▶ **Try it**
Copy out, from the data below, each line in which the word "must" occurs.

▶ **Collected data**
===============

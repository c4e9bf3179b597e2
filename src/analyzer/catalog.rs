//! Interface catalog (pass one).
//!
//! Records the name of every interface type declared anywhere in the tree.
//! A struct field typed with one of these names is treated as a collaborator.

use std::collections::HashSet;

use super::{map_parsed, AnalyzeError};
use crate::ingest::GoFile;
use crate::source::SourceFile;

/// Set of interface type names discovered in pass one
///
/// Built once per analysis and only read afterwards.
#[derive(Debug, Clone, Default, PartialEq, Eq)]
pub struct InterfaceCatalog {
    names: HashSet<String>,
}

impl InterfaceCatalog {
    pub fn new() -> Self {
        Self::default()
    }

    /// Add every interface declared in a parsed file
    pub fn record_file(&mut self, file: &GoFile) {
        self.names
            .extend(file.interfaces().map(|name| name.to_string()));
    }

    pub fn contains(&self, name: &str) -> bool {
        self.names.contains(name)
    }

    pub fn len(&self) -> usize {
        self.names.len()
    }

    pub fn is_empty(&self) -> bool {
        self.names.is_empty()
    }
}

impl<S: Into<String>> FromIterator<S> for InterfaceCatalog {
    fn from_iter<I: IntoIterator<Item = S>>(iter: I) -> Self {
        Self {
            names: iter.into_iter().map(Into::into).collect(),
        }
    }
}

/// Build the catalog from all candidate files.
///
/// Unreadable or unparseable files contribute nothing.
pub fn build_interface_catalog(files: &[SourceFile]) -> Result<InterfaceCatalog, AnalyzeError> {
    let per_file = map_parsed(files, |_, go| go)?;

    let mut catalog = InterfaceCatalog::new();
    for go in &per_file {
        catalog.record_file(go);
    }
    Ok(catalog)
}
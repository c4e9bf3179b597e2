//! Component detection (pass two).
//!
//! For every struct declaration: drop noise, extract field-typed
//! dependencies, then classify into a layer. Dependencies are unresolved at
//! this point; they may name types that are not components.

use std::collections::HashSet;

use super::heuristics::{classify, is_noise, looks_like_dependency};
use super::{map_parsed, AnalyzeError, InterfaceCatalog};
use crate::ingest::GoFile;
use crate::model::Component;
use crate::source::SourceFile;

/// Detect components in all candidate files, in walk order.
///
/// The catalog must be complete: detection of any file depends on
/// interfaces declared in every other file.
pub fn detect_components(
    files: &[SourceFile],
    catalog: &InterfaceCatalog,
) -> Result<Vec<Component>, AnalyzeError> {
    let per_file = map_parsed(files, |file, go| components_in_file(file, &go, catalog))?;
    Ok(per_file.into_iter().flatten().collect())
}

/// Detect components declared in one parsed file, in source order
pub fn components_in_file(
    file: &SourceFile,
    go: &GoFile,
    catalog: &InterfaceCatalog,
) -> Vec<Component> {
    go.structs()
        .filter(|(name, _)| !is_noise(name))
        .filter_map(|(name, field_types)| {
            let dependencies = extract_dependencies(field_types, catalog);
            let kind = classify(&file.package_dir, name, dependencies.len())?;
            Some(Component::new(
                name,
                kind,
                go.package.as_str(),
                file.relative_path.as_str(),
                dependencies,
            ))
        })
        .collect()
}

/// Candidate dependency names from a struct's field types.
///
/// A field counts when its type is a known interface or its name looks like
/// a collaborator. First occurrence wins; unresolvable field types are skipped.
pub fn extract_dependencies(field_types: &[Option<String>], catalog: &InterfaceCatalog) -> Vec<String> {
    let mut seen = HashSet::new();
    let mut dependencies = Vec::new();

    for type_name in field_types.iter().flatten() {
        if seen.contains(type_name.as_str()) {
            continue;
        }
        if catalog.contains(type_name) || looks_like_dependency(type_name) {
            seen.insert(type_name.as_str());
            dependencies.push(type_name.clone());
        }
    }

    dependencies
}
//! Thread-local parser pool for reusing tree-sitter Parser instances.
//!
//! Both analysis passes parse every candidate file, possibly on rayon worker
//! threads. Each thread keeps one Go parser, created lazily on first use, so
//! no parser is shared and no lock is taken.
//!
//! # Usage
//!
//! ```rust
//! use layermap::ingest::{extract_go_file, pool::with_go_parser};
//!
//! let file = with_go_parser(|parser| extract_go_file(parser, b"package main\n")).unwrap();
//! assert_eq!(file.unwrap().package, "main");
//! ```

use std::cell::RefCell;

use super::new_go_parser;

thread_local! {
    static GO_PARSER: RefCell<Option<tree_sitter::Parser>> = const { RefCell::new(None) };
}

/// Run `f` with this thread's Go parser, creating it on first use
pub fn with_go_parser<F, R>(f: F) -> Result<R, tree_sitter::LanguageError>
where
    F: FnOnce(&mut tree_sitter::Parser) -> R,
{
    GO_PARSER.with(|parser_cell| {
        let mut slot = parser_cell.borrow_mut();
        let parser = match slot.take() {
            Some(parser) => parser,
            None => new_go_parser()?,
        };
        let parser = slot.insert(parser);
        Ok(f(parser))
    })
}
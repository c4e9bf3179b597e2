//! Go syntax ingestion using tree-sitter-go.
//!
//! Turns one Go source file into the facts the analyzer works on: the package
//! clause and every named type declaration with its shape.
//!
//! Pure function: Input (contents) → Output [`GoFile`].
//! No filesystem access. No global state.

pub mod pool;

use serde::{Deserialize, Serialize};

/// Shape of a named type declaration
#[derive(Debug, Clone, PartialEq, Eq, Serialize, Deserialize)]
pub enum TypeShape {
    /// `struct { ... }` definition
    ///
    /// One entry per field declaration, in source order. Each entry is the
    /// bare type name the field resolves to, or `None` when the field type is
    /// not a plain, pointer or qualified name (slices, maps, func types, ...).
    Struct { field_types: Vec<Option<String>> },
    /// `interface { ... }` definition
    Interface,
    /// Anything else (named type over another type, func type, map, ...)
    Other,
}

/// A named type declared somewhere in a file
#[derive(Debug, Clone, PartialEq, Eq, Serialize, Deserialize)]
pub struct TypeDecl {
    pub name: String,
    pub shape: TypeShape,
}

/// Facts extracted from one Go source file
#[derive(Debug, Clone, Default, PartialEq, Eq, Serialize, Deserialize)]
pub struct GoFile {
    /// Identifier from the `package` clause
    pub package: String,
    /// Type declarations in source order, including ones nested in function bodies
    pub types: Vec<TypeDecl>,
}

impl GoFile {
    /// Names of the interface types declared in this file
    pub fn interfaces(&self) -> impl Iterator<Item = &str> {
        self.types
            .iter()
            .filter(|decl| decl.shape == TypeShape::Interface)
            .map(|decl| decl.name.as_str())
    }

    /// Struct declarations with their resolved field types
    pub fn structs(&self) -> impl Iterator<Item = (&str, &[Option<String>])> {
        self.types.iter().filter_map(|decl| match &decl.shape {
            TypeShape::Struct { field_types } => Some((decl.name.as_str(), field_types.as_slice())),
            _ => None,
        })
    }
}

/// Owned parser for Go source code
///
/// Use [`pool::with_go_parser`] when parsing many files across threads.
pub struct GoParser {
    parser: tree_sitter::Parser,
}

impl GoParser {
    /// Create a new parser for Go source code
    pub fn new() -> Result<Self, tree_sitter::LanguageError> {
        Ok(Self {
            parser: new_go_parser()?,
        })
    }

    /// Parse one file; `None` if it is not syntactically valid Go
    pub fn parse(&mut self, source: &[u8]) -> Option<GoFile> {
        extract_go_file(&mut self.parser, source)
    }
}

/// Build a tree-sitter parser configured for the Go grammar
pub fn new_go_parser() -> Result<tree_sitter::Parser, tree_sitter::LanguageError> {
    let mut parser = tree_sitter::Parser::new();
    parser.set_language(&tree_sitter_go::language())?;
    Ok(parser)
}

/// Extract type facts from Go source using the given parser.
///
/// Returns `None` when the file does not parse cleanly: tree-sitter recovers
/// from syntax errors, so any error node (or a missing `package` clause)
/// marks the whole file as unparseable. Go source must be valid UTF-8, so
/// invalid bytes anywhere (comments included) reject the file too.
///
/// The grammar predates Go 1.24 generic type aliases
/// (`type Set[T comparable] = map[T]struct{}`); files using them produce an
/// error node and are skipped.
pub fn extract_go_file(parser: &mut tree_sitter::Parser, source: &[u8]) -> Option<GoFile> {
    std::str::from_utf8(source).ok()?;

    let tree = parser.parse(source, None)?;
    let root = tree.root_node();
    if root.has_error() {
        return None;
    }

    let package = package_name(&root, source)?;
    let mut types = Vec::new();
    walk_tree(&root, source, &mut types);

    Some(GoFile { package, types })
}

fn package_name(root: &tree_sitter::Node, source: &[u8]) -> Option<String> {
    let mut cursor = root.walk();
    let clause = root
        .children(&mut cursor)
        .find(|child| child.kind() == "package_clause")?;

    let mut clause_cursor = clause.walk();
    let ident = clause
        .named_children(&mut clause_cursor)
        .find(|child| child.kind() == "package_identifier")?;
    node_text(&ident, source)
}

/// Walk the tree recursively, collecting every type spec.
fn walk_tree(node: &tree_sitter::Node, source: &[u8], types: &mut Vec<TypeDecl>) {
    if matches!(node.kind(), "type_spec" | "type_alias") {
        if let Some(decl) = extract_type_decl(node, source) {
            types.push(decl);
        }
    }

    let mut cursor = node.walk();
    for child in node.children(&mut cursor) {
        walk_tree(&child, source, types);
    }
}

fn extract_type_decl(node: &tree_sitter::Node, source: &[u8]) -> Option<TypeDecl> {
    let name = node_text(&node.child_by_field_name("name")?, source)?;
    let shape = match node.child_by_field_name("type") {
        Some(def) if def.kind() == "struct_type" => TypeShape::Struct {
            field_types: struct_field_types(&def, source),
        },
        Some(def) if def.kind() == "interface_type" => TypeShape::Interface,
        _ => TypeShape::Other,
    };
    Some(TypeDecl { name, shape })
}

fn struct_field_types(struct_node: &tree_sitter::Node, source: &[u8]) -> Vec<Option<String>> {
    let mut field_types = Vec::new();
    let mut cursor = struct_node.walk();
    for list in struct_node
        .children(&mut cursor)
        .filter(|child| child.kind() == "field_declaration_list")
    {
        let mut list_cursor = list.walk();
        for field in list
            .named_children(&mut list_cursor)
            .filter(|child| child.kind() == "field_declaration")
        {
            let resolved = field
                .child_by_field_name("type")
                .and_then(|ty| resolve_type_name(&ty, source));
            field_types.push(resolved);
        }
    }
    field_types
}

/// Reduce a type expression to a bare identifier.
///
/// - `Foo` → `Foo`
/// - `*Foo`, `**Foo` → `Foo`
/// - `pkg.Foo`, `*pkg.Foo` → `Foo`
/// - everything else (`[]Foo`, `map[K]V`, `Foo[T]`, `(Foo)`, literals) → `None`
pub fn resolve_type_name(node: &tree_sitter::Node, source: &[u8]) -> Option<String> {
    match node.kind() {
        "type_identifier" => node_text(node, source),
        "pointer_type" => resolve_type_name(&node.named_child(0)?, source),
        "qualified_type" => node_text(&node.child_by_field_name("name")?, source),
        _ => None,
    }
}

fn node_text(node: &tree_sitter::Node, source: &[u8]) -> Option<String> {
    node.utf8_text(source).ok().map(|text| text.to_string())
}
//! Version and build information

/// Full version string including build metadata
///
/// Format: "layermap {version} ({commit} {date}) rustc {rustc_version}"
pub fn version() -> String {
    format!(
        "layermap {} ({} {}) rustc {}",
        package_version(),
        build_commit(),
        build_date(),
        rustc_version()
    )
}

pub fn package_version() -> &'static str {
    env!("CARGO_PKG_VERSION")
}

/// Short commit SHA, or "unknown" outside a git checkout
pub fn build_commit() -> &'static str {
    option_env!("LAYERMAP_COMMIT_SHA").unwrap_or("unknown")
}

pub fn build_date() -> &'static str {
    option_env!("LAYERMAP_BUILD_DATE").unwrap_or("unknown")
}

pub fn rustc_version() -> &'static str {
    option_env!("LAYERMAP_RUSTC_VERSION").unwrap_or("unknown")
}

===============

▶ **Result for this exercise**
/// The catalog must be complete: detection of any file depends on
/// marks the whole file as unparseable. Go source must be valid UTF-8, so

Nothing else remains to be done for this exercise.